In recent years, the field of Deep Learning has seen many disruptive and impactful advancements. Given the increasing complexity of deep neural networks, the need for efficient hardware accelerators has become more and more pressing to design heterogeneous HPC platforms. The design of Deep Learning accelerators requires a multidisciplinary approach, combining expertise from several areas, spanning from computer architecture to approximate computing, computational models, and machine learning algorithms. Several methodologies and tools have been proposed to design accelerators for Deep Learning, including hardware-software co-design approaches, high-level synthesis methods, specific customized compilers, and methodologies for design space exploration, modeling, and simulation. These methodologies aim to maximize the exploitable parallelism and minimize data movement to achieve high performance and energy efficiency. This survey provides a holistic review of the most influential design methodologies and EDA tools proposed in recent years to implement Deep Learning accelerators, offering the reader a wide perspective in this rapidly evolving field. In particular, this work complements the previous survey proposed by the same authors in [203], which focuses on Deep Learning hardware accelerators for heterogeneous HPC platforms.

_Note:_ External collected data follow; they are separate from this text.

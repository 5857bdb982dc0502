use std::str::FromStr;
use std::sync::Arc;

use anyhow::Result;
use sqlx::{
    sqlite::{SqliteConnectOptions, SqliteConnection},
    Connection as SqlConnection,
};
use tokio::sync::{Mutex, MutexGuard};

use crate::schema;

/// A thread safe connection to the database
#[derive(Debug, Clone)]
pub struct Connection {
    conn: Arc<Mutex<SqliteConnection>>,
}

impl Connection {
    /// Open a connection to the database
    pub async fn open(filename: &str) -> Result<Self> {
        let opts = SqliteConnectOptions::from_str(filename)?
            .create_if_missing(true)
            .foreign_keys(true);
        let conn = SqliteConnection::connect_with(&opts).await?;
        tracing::debug!(filename, "opened database");
        Ok(Self {
            conn: Arc::new(Mutex::new(conn)),
        })
    }

    /// Open a new test database connection.
    /// The database lives in memory and gets the schema installed.
    pub async fn open_test() -> Self {
        let conn = Self::open("sqlite::memory:").await.unwrap();
        schema::install(&conn).await.unwrap();
        conn
    }

    /// Acquire the underlying connection
    pub async fn lock(&self) -> MutexGuard<'_, SqliteConnection> {
        self.conn.lock().await
    }
}
use anyhow::Result;
use async_trait::async_trait;
use sqlx::{sqlite::SqliteConnection, QueryBuilder, Sqlite};

use warga_data::{Insert, LoginAttempt, LoginAttemptFilter, Query, QueryError};

use crate::{results::Id, Connection};

#[async_trait]
impl Query<LoginAttempt> for Connection {
    type Filter = LoginAttemptFilter;

    /// Fetch login history, newest first
    async fn query(&self, filter: &Self::Filter) -> Result<Vec<LoginAttempt>> {
        let mut conn = self.lock().await;
        let mut qry = QueryBuilder::<Sqlite>::new(
            r#"
            SELECT
                id,
                attempted_at,
                user_id,
                email,
                success,
                reason,
                origin
            FROM login_history
            WHERE 1
            "#,
        );
        if let Some(user_id) = filter.user_id {
            qry.push(" AND user_id = ").push_bind(user_id);
        }
        if let Some(email) = filter.email.clone() {
            qry.push(" AND email = ").push_bind(email).push(" COLLATE NOCASE");
        }
        if let Some(success) = filter.success {
            qry.push(" AND success = ").push_bind(success);
        }
        qry.push(" ORDER BY id DESC");
        if let Some(limit) = filter.limit {
            qry.push(" LIMIT ").push_bind(limit);
        }

        let attempts: Vec<LoginAttempt> = qry.build_query_as().fetch_all(&mut *conn).await?;
        Ok(attempts)
    }
}

/// Append to the login history on an already locked connection.
/// Returns the id of the new entry.
pub(crate) async fn append(conn: &mut SqliteConnection, attempt: &LoginAttempt) -> Result<u32> {
    let mut qry = QueryBuilder::<Sqlite>::new(
        r#"INSERT INTO login_history (
            attempted_at,
            user_id,
            email,
            success,
            reason,
            origin
        ) VALUES (
        "#,
    );
    qry.separated(", ")
        .push_bind(attempt.attempted_at)
        .push_bind(attempt.user_id)
        .push_bind(&attempt.email)
        .push_bind(attempt.success)
        .push_bind(attempt.reason)
        .push_bind(&attempt.origin);
    let insert: Id<u32> = qry
        .push(") RETURNING id ")
        .build_query_as()
        .fetch_one(&mut *conn)
        .await?;
    Ok(insert.id)
}

#[async_trait]
impl Insert<LoginAttempt> for Connection {
    /// Append to the login history
    async fn insert(&self, attempt: LoginAttempt) -> Result<LoginAttempt> {
        let mut conn = self.lock().await;
        let id = append(&mut conn, &attempt).await?;

        let attempt: LoginAttempt = sqlx::query_as(
            r#"
            SELECT id, attempted_at, user_id, email, success, reason, origin
            FROM login_history
            WHERE id = ?
            "#,
        )
        .bind(id)
        .fetch_optional(&mut *conn)
        .await?
        .ok_or(QueryError::NotFound)?;
        Ok(attempt)
    }
}

#[cfg(test)]
mod tests {
    use chrono::{Duration, Utc};

    use super::*;
    use warga_data::FailureReason;

    #[tokio::test]
    async fn test_login_history_append_and_query() {
        let db = Connection::open_test().await;
        let now = Utc::now();

        db.insert(LoginAttempt::failed(
            None,
            "nobody@warga.test",
            FailureReason::UserNotFound,
            now - Duration::minutes(2),
        ))
        .await
        .unwrap();
        let attempt = db
            .insert(
                LoginAttempt::succeeded(1, "Admin@warga.test", now)
                    .with_origin(Some("127.0.0.1".to_string())),
            )
            .await
            .unwrap();
        assert!(attempt.success);
        assert_eq!(attempt.origin.as_deref(), Some("127.0.0.1"));

        let history: Vec<LoginAttempt> = db.query(&LoginAttemptFilter::default()).await.unwrap();
        assert_eq!(history.len(), 2);
        // newest first
        assert!(history[0].success);
        assert_eq!(history[1].reason, Some(FailureReason::UserNotFound));

        let history: Vec<LoginAttempt> = db
            .query(&LoginAttemptFilter {
                email: Some("admin@warga.test".to_string()),
                ..Default::default()
            })
            .await
            .unwrap();
        assert_eq!(history.len(), 1);

        let history: Vec<LoginAttempt> = db
            .query(&LoginAttemptFilter {
                limit: Some(1),
                ..Default::default()
            })
            .await
            .unwrap();
        assert_eq!(history.len(), 1);
    }

    #[tokio::test]
    async fn test_login_history_is_append_only() {
        let db = Connection::open_test().await;
        let attempt = db
            .insert(LoginAttempt::succeeded(1, "admin@warga.test", Utc::now()))
            .await
            .unwrap();

        let mut conn = db.lock().await;
        let update = sqlx::query("UPDATE login_history SET success = 0 WHERE id = ?")
            .bind(attempt.id)
            .execute(&mut *conn)
            .await;
        assert!(update.is_err());

        let delete = sqlx::query("DELETE FROM login_history WHERE id = ?")
            .bind(attempt.id)
            .execute(&mut *conn)
            .await;
        assert!(delete.is_err());
    }
}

翻译：近年来，深度学习领域涌现出许多颠覆性且影响深远的进展。鉴于深度神经网络日益增长的复杂性，设计异构高性能计算平台对高效硬件加速器的需求愈加迫切。深度学习加速器的设计需要多学科交叉的方法，融合计算机体系结构、近似计算、计算模型以及机器学习算法等多个领域的专业知识。目前已有多种方法学和工具被提出用于设计深度学习加速器，包括软硬件协同设计方法、高层次综合技术、专用定制编译器，以及设计空间探索、建模与仿真方法学。这些方法学旨在最大化可开发并行度并最小化数据搬运，以实现高性能与高能效。本综述系统回顾了近年来被提出的最具影响力的设计方法学与EDA工具，用于实现深度学习加速器，为读者提供这一快速演进领域的广阔视角。特别地，本文补充了同一作者团队此前在[203]中提出的综述，后者聚焦于面向异构HPC平台的深度学习硬件加速器。